Helen is off to Norfolk for the Christmas hols. She has completed 1 year at Hilltop School and has brought along cake to celebrate. “Lots of icing for Clare!” says Helen.
The Whittakers are off to Berlin for a few days, to stay with Lasse’s family. Nick reckons he might write an article for Summit during the journey – Clare is happy to get a mention. As for me, I’m going to promote the blog so other stroke recoverers can find it. (Eight followers is not very many, and apparently this number includes Nick’s mum (hello!) as well as Clare herself.)
The second climb isn’t so high, but still a great effort. Clare does some high leg lifts but it looks hard to get her arms raised and down below we’re asking if Clare is tired. She comes down. Phew!
We’re all waiting to try Helen’s cake. Wow – white choc & orange, with the most fabulous icing I’ve ever tasted. It’s a sumptuous end to a year’s climbing. What a journey this year has been.
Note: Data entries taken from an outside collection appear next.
//! Saved-item routes — bookmarked marketplace listings

use crate::error::{ApiError, ApiResult};
use crate::extract::AuthUser;
use crate::routes::{
    body_opt_str, body_price, body_str, page_params, pagination_json, parse_json_column,
};
use crate::state::AppState;
use axum::extract::rejection::JsonRejection;
use axum::extract::{Path, Query, State};
use axum::http::StatusCode;
use axum::Json;
use engine::{estimate_profit, FeeModel};
use persistence::repository::{
    NewSavedItem, SavedItemChanges, SavedItemRecord, SavedItemRepository,
};
use persistence::DbError;
use rust_decimal::Decimal;
use serde_json::{json, Value};
use std::collections::HashMap;
use std::str::FromStr;
use tracing::info;

const MAX_TITLE_LEN: usize = 200;
const MAX_NOTES_LEN: usize = 500;
const MAX_LISTING_ID_LEN: usize = 50;

fn truncate(value: &str, max: usize) -> String {
    let mut end = value.len().min(max);
    while !value.is_char_boundary(end) {
        end -= 1;
    }
    value[..end].to_string()
}

/// Strip markup-looking characters out of externally-supplied listing ids
fn sanitize_listing_id(raw: &str) -> String {
    raw.chars()
        .filter(|c| !matches!(c, '<' | '>' | '"' | '\''))
        .collect()
}

fn item_not_found() -> ApiError {
    ApiError::not_found("Item Not Found", "Item not found.", "ITEM_NOT_FOUND")
}

/// Saved item as the API presents it: tags split, market data parsed
fn item_json(item: &SavedItemRecord) -> Value {
    let mut value = serde_json::to_value(item).unwrap_or(Value::Null);
    if let Value::Object(map) = &mut value {
        map.insert("tags".to_string(), json!(item.tags_list()));
        map.insert(
            "market_data".to_string(),
            parse_json_column(item.market_data.as_deref()),
        );
    }
    value
}

/// GET /api/saved-items
pub async fn list_items(
    State(state): State<AppState>,
    AuthUser(user): AuthUser,
    Query(params): Query<HashMap<String, String>>,
) -> ApiResult<Json<Value>> {
    let (page, per_page, offset) = page_params(&params);
    let status = params.get("status").map(String::as_str);
    let favorites_only = params
        .get("favorites")
        .map(|v| v == "true")
        .unwrap_or(false);

    let repo = SavedItemRepository::new(state.db.pool());
    let (items, total) = repo
        .list(user.id, status, favorites_only, per_page, offset)
        .await?;

    let items: Vec<Value> = items.iter().map(item_json).collect();

    Ok(Json(json!({
        "items": items,
        "total": total,
        "pagination": pagination_json(page, per_page, total),
        "status": "success",
    })))
}

/// POST /api/saved-items
pub async fn save_item(
    State(state): State<AppState>,
    AuthUser(user): AuthUser,
    body: Result<Json<Value>, JsonRejection>,
) -> ApiResult<(StatusCode, Json<Value>)> {
    let Json(data) = body?;

    let missing: Vec<&str> = ["item_id", "title", "price"]
        .into_iter()
        .filter(|field| data.get(*field).is_none())
        .collect();
    if !missing.is_empty() {
        return Err(ApiError::bad_request(
            "Missing Required Fields",
            format!("Missing required fields: {}", missing.join(", ")),
            "MISSING_FIELDS",
        ));
    }

    let listing_id = sanitize_listing_id(body_str(&data, "item_id").unwrap_or_default());
    if listing_id.is_empty() || listing_id.len() > MAX_LISTING_ID_LEN {
        return Err(ApiError::bad_request(
            "Invalid Item ID",
            "Item ID must be between 1 and 50 characters.",
            "INVALID_ITEM_ID",
        ));
    }

    let title = body_str(&data, "title")
        .map(|t| truncate(t, MAX_TITLE_LEN))
        .unwrap_or_default();
    if title.is_empty() {
        return Err(ApiError::bad_request(
            "Invalid Title",
            "Title must be a non-empty string.",
            "INVALID_TITLE",
        ));
    }

    let price_raw = body_price(&data, "price").unwrap_or_default();
    let Ok(price) = Decimal::from_str(&price_raw) else {
        return Err(ApiError::bad_request(
            "Invalid Price",
            "Price must be a valid number.",
            "INVALID_PRICE",
        ));
    };

    let estimated_profit = estimate_profit(price, &FeeModel::default());

    let new_item = NewSavedItem {
        user_id: user.id,
        listing_id,
        title,
        price: price.to_string(),
        currency: body_opt_str(&data, "currency").unwrap_or_else(|| "USD".to_string()),
        image_url: body_opt_str(&data, "image_url"),
        item_url: body_opt_str(&data, "item_url"),
        condition: body_opt_str(&data, "condition"),
        location: body_opt_str(&data, "location"),
        shipping_cost: body_price(&data, "shipping_cost"),
        estimated_profit: Some(estimated_profit.to_string()),
        confidence_score: data.get("confidence").and_then(|v| v.as_f64()),
        notes: body_opt_str(&data, "notes").map(|n| truncate(&n, MAX_NOTES_LEN)),
    };

    let repo = SavedItemRepository::new(state.db.pool());
    let item = repo.insert(new_item).await.map_err(|e| match e {
        DbError::Conflict(_) => {
            ApiError::conflict("Item Already Saved", "Item already saved.", "ITEM_ALREADY_SAVED")
        }
        other => ApiError::internal(other),
    })?;

    info!(user_id = user.id, listing_id = %item.listing_id, "Item saved");

    Ok((
        StatusCode::CREATED,
        Json(json!({
            "message": "Item saved successfully",
            "item": item_json(&item),
            "status": "success",
        })),
    ))
}

/// GET /api/saved-items/:id
pub async fn get_item(
    State(state): State<AppState>,
    AuthUser(user): AuthUser,
    Path(id): Path<String>,
) -> ApiResult<Json<Value>> {
    let id = super::parse_id(&id, "Item")?;
    let repo = SavedItemRepository::new(state.db.pool());
    let item = repo.get(user.id, id).await?.ok_or_else(item_not_found)?;

    Ok(Json(json!({
        "item": item_json(&item),
        "status": "success",
    })))
}

/// PUT /api/saved-items/:id
pub async fn update_item(
    State(state): State<AppState>,
    AuthUser(user): AuthUser,
    Path(id): Path<String>,
    body: Result<Json<Value>, JsonRejection>,
) -> ApiResult<Json<Value>> {
    let id = super::parse_id(&id, "Item")?;
    let Json(data) = body?;

    let repo = SavedItemRepository::new(state.db.pool());
    let existing = repo.get(user.id, id).await?.ok_or_else(item_not_found)?;

    let mut changes = SavedItemChanges {
        title: body_str(&data, "title").map(|t| truncate(t, MAX_TITLE_LEN)),
        currency: body_opt_str(&data, "currency"),
        image_url: body_opt_str(&data, "image_url"),
        item_url: body_opt_str(&data, "item_url"),
        condition: body_opt_str(&data, "condition"),
        location: body_opt_str(&data, "location"),
        notes: body_opt_str(&data, "notes").map(|n| truncate(&n, MAX_NOTES_LEN)),
        tags: body_opt_str(&data, "tags"),
        is_favorite: data.get("is_favorite").and_then(|v| v.as_bool()),
        status: body_opt_str(&data, "status"),
        ..Default::default()
    };

    if let Some(price_raw) = body_price(&data, "price") {
        if Decimal::from_str(&price_raw).is_err() {
            return Err(ApiError::bad_request(
                "Invalid Price",
                "Price must be a valid number.",
                "INVALID_PRICE",
            ));
        }
        changes.price = Some(price_raw);
    }
    if let Some(shipping) = body_price(&data, "shipping_cost") {
        changes.shipping_cost = Some(shipping);
    }

    // Price or shipping changes invalidate the stored profit estimate
    if changes.price.is_some() || changes.shipping_cost.is_some() {
        let effective_price = changes.price.as_deref().unwrap_or(&existing.price);
        if let Ok(price) = Decimal::from_str(effective_price) {
            changes.estimated_profit =
                Some(estimate_profit(price, &FeeModel::default()).to_string());
        }
    }

    let item = repo.update(user.id, id, changes).await?;

    info!(user_id = user.id, item_id = id, "Saved item updated");

    Ok(Json(json!({
        "message": "Item updated successfully",
        "item": item_json(&item),
        "status": "success",
    })))
}

/// DELETE /api/saved-items/:id
pub async fn delete_item(
    State(state): State<AppState>,
    AuthUser(user): AuthUser,
    Path(id): Path<String>,
) -> ApiResult<Json<Value>> {
    let id = super::parse_id(&id, "Item")?;
    let repo = SavedItemRepository::new(state.db.pool());
    let deleted = repo.delete(user.id, id).await.map_err(|e| match e {
        DbError::NotFound(_) => item_not_found(),
        other => ApiError::internal(other),
    })?;

    info!(user_id = user.id, item_id = id, "Saved item deleted");

    Ok(Json(json!({
        "message": "Item deleted successfully",
        "deleted_item": item_json(&deleted),
        "status": "success",
    })))
}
Climbing has become part of Clare’s life and this makes her very happy.
One thought on “Three Before Chalk”
This is THE MOST AMAZING ACHIEVEMENT!!! WELL IMPRESSED!
Is that The Foundary in Sheffield?
What fabulous support too!
You know what resonated with me was the line in the blog:
‘Real freedom to move. Freedom from the wheelchair.’
My best mate said to me one day, ‘if you could walk or talk in life, what would you choose?’
My answer: to walk. Whilst my wheelchair was o important and useful to me in hospital and beyond it represented something I despised. Just my truth.